> **DATA TO PROCESS**
•••

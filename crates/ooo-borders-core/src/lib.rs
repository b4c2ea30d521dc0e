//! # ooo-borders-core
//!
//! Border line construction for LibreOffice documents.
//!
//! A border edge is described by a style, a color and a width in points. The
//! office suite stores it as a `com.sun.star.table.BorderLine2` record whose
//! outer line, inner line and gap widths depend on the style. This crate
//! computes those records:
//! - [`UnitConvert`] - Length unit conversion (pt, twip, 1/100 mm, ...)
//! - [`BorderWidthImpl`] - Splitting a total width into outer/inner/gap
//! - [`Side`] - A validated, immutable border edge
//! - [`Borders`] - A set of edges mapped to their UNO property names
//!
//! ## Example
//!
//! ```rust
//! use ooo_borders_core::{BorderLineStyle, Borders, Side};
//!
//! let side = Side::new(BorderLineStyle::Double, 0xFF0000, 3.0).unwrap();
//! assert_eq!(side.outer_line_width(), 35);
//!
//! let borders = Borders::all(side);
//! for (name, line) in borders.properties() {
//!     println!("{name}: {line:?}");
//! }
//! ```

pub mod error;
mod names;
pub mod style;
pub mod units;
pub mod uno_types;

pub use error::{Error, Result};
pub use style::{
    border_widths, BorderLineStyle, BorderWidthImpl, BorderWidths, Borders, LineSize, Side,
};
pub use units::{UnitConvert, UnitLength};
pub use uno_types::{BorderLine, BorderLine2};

•••

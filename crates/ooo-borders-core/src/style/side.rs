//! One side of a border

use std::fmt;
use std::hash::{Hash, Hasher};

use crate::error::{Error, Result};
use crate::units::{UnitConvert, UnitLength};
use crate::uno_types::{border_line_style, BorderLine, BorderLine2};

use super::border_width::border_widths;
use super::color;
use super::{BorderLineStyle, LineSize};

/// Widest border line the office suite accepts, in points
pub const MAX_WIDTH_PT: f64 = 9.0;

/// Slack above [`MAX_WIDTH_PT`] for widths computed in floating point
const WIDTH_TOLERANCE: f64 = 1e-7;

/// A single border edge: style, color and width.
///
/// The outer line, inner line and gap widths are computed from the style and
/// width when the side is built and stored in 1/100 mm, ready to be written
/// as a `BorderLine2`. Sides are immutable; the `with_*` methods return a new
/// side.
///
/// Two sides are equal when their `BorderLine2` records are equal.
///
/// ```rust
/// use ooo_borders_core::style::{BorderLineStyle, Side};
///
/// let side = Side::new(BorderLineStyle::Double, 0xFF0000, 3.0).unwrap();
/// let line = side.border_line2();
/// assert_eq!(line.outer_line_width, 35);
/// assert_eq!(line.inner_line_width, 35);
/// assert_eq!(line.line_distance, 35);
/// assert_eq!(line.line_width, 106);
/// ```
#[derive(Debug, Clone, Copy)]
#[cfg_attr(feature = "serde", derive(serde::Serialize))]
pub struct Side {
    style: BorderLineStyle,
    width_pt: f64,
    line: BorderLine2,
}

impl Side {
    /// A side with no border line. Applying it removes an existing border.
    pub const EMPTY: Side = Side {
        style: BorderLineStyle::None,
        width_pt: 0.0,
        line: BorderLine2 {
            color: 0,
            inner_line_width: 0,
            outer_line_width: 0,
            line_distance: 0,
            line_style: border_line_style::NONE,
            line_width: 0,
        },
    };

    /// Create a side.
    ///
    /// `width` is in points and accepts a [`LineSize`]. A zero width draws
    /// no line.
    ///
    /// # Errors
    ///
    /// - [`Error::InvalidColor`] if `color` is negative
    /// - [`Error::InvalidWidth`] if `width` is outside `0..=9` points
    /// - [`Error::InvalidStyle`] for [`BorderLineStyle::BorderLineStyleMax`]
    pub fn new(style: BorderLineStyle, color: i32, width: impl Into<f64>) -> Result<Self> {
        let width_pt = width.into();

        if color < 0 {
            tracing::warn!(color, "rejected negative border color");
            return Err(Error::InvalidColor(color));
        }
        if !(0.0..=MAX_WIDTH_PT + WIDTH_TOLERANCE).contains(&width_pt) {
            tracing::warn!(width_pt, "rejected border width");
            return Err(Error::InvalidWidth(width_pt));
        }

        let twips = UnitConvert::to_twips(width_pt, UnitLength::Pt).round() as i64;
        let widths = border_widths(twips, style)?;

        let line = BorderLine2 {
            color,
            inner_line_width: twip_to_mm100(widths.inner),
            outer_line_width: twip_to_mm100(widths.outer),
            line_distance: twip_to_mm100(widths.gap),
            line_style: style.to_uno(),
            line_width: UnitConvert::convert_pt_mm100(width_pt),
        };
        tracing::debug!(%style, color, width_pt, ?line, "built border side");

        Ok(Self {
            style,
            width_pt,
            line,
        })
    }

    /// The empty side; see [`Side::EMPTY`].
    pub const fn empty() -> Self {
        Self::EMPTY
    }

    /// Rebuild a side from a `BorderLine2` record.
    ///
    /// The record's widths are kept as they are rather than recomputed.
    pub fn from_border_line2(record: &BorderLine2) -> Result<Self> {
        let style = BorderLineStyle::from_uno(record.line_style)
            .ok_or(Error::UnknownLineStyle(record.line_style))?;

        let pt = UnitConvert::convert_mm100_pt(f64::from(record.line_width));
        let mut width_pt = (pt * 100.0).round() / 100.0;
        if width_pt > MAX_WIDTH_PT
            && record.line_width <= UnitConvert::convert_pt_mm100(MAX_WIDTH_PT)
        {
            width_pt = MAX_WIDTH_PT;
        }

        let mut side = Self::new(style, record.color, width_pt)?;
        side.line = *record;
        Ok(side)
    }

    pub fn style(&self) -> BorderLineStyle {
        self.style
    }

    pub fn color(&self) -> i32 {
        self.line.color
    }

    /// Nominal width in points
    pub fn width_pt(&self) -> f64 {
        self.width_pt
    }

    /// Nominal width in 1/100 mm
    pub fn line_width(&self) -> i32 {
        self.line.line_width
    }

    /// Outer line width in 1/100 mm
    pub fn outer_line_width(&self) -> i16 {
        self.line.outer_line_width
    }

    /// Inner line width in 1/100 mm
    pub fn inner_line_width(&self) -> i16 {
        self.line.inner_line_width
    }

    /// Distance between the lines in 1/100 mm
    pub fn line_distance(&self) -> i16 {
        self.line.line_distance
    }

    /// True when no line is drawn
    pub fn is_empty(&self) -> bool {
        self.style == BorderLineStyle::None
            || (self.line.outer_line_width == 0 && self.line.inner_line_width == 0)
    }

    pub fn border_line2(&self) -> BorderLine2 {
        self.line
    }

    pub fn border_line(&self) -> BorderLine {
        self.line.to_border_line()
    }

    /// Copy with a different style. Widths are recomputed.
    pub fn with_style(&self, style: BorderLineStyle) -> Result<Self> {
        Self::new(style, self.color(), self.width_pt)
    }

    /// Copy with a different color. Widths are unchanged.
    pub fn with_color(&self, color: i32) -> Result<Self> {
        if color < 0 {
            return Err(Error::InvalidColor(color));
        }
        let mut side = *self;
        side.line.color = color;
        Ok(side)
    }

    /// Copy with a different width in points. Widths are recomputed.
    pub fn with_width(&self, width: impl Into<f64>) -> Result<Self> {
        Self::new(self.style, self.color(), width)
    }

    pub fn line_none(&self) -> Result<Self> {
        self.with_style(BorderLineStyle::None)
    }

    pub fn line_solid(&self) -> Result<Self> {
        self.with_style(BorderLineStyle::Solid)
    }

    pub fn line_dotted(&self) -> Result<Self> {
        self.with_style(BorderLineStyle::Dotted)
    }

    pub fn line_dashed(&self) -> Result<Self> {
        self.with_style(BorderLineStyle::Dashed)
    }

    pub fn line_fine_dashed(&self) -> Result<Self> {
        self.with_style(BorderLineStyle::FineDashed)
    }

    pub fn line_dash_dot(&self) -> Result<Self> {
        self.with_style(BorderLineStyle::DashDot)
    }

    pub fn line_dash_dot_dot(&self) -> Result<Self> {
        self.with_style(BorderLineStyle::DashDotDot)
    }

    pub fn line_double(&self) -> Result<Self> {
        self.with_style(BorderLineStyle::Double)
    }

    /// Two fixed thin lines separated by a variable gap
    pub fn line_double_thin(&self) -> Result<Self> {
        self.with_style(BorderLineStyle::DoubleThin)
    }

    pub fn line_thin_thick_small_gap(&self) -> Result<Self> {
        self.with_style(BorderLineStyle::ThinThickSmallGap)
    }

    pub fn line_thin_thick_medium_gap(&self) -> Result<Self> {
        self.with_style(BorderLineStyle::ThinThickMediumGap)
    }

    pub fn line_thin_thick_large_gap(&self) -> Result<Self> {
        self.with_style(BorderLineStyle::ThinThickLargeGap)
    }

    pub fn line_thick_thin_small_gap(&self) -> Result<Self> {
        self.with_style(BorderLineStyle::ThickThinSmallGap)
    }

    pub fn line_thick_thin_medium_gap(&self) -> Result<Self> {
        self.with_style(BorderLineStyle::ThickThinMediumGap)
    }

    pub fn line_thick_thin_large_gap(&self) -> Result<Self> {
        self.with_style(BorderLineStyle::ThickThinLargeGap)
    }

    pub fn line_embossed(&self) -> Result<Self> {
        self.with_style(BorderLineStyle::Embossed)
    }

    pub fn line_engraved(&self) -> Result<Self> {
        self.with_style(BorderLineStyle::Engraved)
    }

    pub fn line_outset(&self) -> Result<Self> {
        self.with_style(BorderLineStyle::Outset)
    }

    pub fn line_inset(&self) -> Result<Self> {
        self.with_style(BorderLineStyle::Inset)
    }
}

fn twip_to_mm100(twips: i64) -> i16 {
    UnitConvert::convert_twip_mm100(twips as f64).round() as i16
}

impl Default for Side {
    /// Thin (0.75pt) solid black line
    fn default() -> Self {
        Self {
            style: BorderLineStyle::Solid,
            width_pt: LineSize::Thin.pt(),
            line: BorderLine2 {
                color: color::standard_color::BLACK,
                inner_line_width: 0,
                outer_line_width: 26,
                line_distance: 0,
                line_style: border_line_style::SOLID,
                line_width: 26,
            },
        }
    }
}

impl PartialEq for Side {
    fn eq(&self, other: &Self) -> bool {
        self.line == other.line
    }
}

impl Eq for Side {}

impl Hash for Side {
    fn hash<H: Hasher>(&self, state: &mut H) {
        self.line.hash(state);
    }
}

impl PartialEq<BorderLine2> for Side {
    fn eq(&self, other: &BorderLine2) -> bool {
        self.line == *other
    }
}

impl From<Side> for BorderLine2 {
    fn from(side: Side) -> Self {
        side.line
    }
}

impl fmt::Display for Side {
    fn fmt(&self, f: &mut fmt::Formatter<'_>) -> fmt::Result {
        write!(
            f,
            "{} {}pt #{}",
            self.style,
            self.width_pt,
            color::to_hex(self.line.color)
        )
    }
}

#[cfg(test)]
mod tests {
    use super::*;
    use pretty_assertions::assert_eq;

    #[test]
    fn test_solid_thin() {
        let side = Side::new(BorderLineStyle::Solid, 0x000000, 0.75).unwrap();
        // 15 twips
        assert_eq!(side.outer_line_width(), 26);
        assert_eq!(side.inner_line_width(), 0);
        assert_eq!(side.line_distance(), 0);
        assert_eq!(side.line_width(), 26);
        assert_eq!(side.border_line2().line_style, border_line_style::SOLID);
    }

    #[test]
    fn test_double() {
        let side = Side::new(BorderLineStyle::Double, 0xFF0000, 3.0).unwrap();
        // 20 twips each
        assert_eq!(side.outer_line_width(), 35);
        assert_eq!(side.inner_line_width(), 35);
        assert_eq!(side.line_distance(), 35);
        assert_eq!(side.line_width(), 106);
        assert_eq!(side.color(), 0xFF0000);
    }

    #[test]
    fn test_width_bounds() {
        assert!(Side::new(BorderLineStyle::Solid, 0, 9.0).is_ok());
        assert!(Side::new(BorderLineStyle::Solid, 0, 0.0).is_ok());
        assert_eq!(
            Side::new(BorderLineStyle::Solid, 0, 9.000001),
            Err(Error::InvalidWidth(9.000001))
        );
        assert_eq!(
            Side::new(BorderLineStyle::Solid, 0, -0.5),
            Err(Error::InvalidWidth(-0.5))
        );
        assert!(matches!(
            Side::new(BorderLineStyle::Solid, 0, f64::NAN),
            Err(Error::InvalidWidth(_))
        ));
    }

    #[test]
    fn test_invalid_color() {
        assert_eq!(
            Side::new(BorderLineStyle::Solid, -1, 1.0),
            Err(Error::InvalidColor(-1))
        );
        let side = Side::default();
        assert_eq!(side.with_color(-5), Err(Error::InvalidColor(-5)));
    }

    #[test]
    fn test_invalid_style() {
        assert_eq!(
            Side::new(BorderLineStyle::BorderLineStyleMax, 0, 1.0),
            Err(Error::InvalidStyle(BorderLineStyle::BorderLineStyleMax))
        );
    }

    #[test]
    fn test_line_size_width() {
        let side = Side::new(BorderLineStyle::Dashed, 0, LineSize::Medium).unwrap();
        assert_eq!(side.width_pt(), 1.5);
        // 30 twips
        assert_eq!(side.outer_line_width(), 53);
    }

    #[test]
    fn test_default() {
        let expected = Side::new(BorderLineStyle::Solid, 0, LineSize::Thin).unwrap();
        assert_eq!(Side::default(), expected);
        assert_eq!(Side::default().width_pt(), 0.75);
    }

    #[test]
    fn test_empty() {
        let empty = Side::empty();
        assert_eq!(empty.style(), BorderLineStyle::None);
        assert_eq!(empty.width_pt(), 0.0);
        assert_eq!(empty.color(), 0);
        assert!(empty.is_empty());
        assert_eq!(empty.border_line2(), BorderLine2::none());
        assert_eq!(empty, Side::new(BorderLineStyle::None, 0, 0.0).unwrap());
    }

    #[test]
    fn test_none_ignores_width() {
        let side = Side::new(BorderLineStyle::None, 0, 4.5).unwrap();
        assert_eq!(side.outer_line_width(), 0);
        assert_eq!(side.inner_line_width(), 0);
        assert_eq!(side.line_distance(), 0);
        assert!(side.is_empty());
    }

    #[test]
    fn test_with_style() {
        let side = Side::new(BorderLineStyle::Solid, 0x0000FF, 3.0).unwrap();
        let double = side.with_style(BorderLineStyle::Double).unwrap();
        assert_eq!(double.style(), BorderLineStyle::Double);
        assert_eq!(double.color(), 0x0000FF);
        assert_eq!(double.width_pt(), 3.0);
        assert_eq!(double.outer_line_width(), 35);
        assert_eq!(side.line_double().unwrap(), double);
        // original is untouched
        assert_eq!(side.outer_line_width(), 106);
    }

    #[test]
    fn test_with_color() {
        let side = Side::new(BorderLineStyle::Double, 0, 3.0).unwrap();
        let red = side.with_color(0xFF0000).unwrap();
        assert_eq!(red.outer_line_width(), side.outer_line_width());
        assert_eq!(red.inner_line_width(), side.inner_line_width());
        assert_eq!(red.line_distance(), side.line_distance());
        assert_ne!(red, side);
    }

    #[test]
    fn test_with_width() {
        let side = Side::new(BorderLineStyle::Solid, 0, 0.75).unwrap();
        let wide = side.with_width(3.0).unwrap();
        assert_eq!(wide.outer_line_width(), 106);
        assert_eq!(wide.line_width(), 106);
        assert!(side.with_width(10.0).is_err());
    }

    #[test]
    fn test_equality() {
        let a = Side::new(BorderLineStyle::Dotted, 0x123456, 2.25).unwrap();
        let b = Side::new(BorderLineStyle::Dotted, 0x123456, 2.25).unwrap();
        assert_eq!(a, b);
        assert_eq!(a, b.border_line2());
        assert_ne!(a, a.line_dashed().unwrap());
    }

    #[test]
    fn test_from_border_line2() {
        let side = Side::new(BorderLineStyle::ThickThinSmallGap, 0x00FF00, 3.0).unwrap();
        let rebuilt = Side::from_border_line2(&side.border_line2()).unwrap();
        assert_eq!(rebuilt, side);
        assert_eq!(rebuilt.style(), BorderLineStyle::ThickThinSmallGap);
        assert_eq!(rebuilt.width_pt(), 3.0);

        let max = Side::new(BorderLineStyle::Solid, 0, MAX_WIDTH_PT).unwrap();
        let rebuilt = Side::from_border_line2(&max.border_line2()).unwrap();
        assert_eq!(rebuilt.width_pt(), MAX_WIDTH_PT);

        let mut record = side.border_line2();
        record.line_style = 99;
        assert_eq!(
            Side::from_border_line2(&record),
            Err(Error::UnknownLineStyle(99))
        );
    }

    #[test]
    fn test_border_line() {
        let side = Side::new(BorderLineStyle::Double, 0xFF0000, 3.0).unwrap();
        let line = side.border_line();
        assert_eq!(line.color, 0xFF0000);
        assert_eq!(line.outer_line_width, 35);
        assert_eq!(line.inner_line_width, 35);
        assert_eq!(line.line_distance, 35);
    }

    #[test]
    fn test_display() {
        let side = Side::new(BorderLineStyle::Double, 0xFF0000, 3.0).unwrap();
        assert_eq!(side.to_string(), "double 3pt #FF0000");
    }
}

•••

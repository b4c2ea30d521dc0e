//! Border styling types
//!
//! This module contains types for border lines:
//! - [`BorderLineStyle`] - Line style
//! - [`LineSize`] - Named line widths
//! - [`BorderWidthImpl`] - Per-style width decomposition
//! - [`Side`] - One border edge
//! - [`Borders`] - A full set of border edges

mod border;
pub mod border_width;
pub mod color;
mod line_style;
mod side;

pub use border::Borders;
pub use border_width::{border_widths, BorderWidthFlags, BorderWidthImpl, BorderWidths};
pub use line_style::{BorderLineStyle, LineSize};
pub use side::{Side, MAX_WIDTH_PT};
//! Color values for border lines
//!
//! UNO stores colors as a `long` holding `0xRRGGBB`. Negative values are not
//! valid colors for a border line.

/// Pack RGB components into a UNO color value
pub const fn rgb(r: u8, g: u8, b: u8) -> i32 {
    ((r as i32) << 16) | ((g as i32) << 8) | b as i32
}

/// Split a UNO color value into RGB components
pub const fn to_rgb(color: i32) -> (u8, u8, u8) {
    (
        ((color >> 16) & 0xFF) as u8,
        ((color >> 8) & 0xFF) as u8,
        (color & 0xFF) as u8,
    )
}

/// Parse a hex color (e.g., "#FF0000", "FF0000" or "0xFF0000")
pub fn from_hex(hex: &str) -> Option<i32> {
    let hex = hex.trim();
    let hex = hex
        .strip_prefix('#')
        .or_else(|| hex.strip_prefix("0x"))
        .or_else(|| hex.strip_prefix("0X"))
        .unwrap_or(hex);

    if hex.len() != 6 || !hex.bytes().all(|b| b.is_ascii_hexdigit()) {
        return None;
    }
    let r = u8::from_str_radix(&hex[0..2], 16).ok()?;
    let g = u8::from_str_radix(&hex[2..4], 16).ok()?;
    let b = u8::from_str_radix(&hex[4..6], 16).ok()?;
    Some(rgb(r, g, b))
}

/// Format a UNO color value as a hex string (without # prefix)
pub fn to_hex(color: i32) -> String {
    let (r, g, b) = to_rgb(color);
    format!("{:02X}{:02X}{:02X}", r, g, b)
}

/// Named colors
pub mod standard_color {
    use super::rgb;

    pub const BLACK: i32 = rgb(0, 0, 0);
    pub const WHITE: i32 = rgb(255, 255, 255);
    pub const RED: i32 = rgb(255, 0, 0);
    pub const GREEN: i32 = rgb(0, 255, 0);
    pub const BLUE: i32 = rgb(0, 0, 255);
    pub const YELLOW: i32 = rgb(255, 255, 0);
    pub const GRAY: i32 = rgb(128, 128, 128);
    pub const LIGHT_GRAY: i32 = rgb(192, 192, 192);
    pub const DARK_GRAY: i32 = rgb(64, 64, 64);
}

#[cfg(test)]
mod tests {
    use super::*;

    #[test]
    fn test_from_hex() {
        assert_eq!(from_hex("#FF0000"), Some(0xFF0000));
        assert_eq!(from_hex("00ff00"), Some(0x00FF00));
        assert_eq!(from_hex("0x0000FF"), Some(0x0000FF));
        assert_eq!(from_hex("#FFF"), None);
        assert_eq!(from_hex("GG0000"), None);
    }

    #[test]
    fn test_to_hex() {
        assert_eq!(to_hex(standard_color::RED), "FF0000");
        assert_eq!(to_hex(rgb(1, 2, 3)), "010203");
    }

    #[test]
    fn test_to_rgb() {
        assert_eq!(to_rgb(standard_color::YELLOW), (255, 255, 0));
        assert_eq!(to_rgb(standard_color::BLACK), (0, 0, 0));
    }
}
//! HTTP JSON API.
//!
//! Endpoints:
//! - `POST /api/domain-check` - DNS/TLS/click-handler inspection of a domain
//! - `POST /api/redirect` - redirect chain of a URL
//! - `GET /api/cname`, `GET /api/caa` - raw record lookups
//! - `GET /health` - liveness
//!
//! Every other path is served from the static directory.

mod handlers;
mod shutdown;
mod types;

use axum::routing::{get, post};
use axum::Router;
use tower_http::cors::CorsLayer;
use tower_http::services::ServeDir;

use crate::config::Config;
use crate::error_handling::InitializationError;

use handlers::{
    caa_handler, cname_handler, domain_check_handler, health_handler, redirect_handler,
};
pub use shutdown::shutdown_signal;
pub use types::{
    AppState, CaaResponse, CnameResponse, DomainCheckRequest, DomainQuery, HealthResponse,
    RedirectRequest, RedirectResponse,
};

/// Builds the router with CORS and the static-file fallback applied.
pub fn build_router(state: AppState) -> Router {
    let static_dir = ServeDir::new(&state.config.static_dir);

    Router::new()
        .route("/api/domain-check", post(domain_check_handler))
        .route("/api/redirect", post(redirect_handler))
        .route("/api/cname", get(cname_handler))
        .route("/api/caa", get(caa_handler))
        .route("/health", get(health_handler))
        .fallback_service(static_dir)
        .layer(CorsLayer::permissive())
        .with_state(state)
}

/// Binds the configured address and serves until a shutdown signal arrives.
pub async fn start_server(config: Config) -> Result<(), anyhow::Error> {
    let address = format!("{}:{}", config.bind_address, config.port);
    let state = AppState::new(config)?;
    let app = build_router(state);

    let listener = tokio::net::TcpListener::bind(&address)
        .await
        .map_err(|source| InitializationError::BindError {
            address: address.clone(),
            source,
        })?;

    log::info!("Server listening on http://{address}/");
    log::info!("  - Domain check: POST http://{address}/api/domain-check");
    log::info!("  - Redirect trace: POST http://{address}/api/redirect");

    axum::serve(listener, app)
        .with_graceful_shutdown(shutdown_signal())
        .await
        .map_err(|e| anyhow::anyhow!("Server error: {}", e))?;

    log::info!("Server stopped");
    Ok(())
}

•••

> **YOUR TASK**
Every line of the material that includes the word "units" needs to be copied.

> **ANSWER BOX**
pub mod units;
pub use units::{UnitConvert, UnitLength};
use crate::units::{UnitConvert, UnitLength};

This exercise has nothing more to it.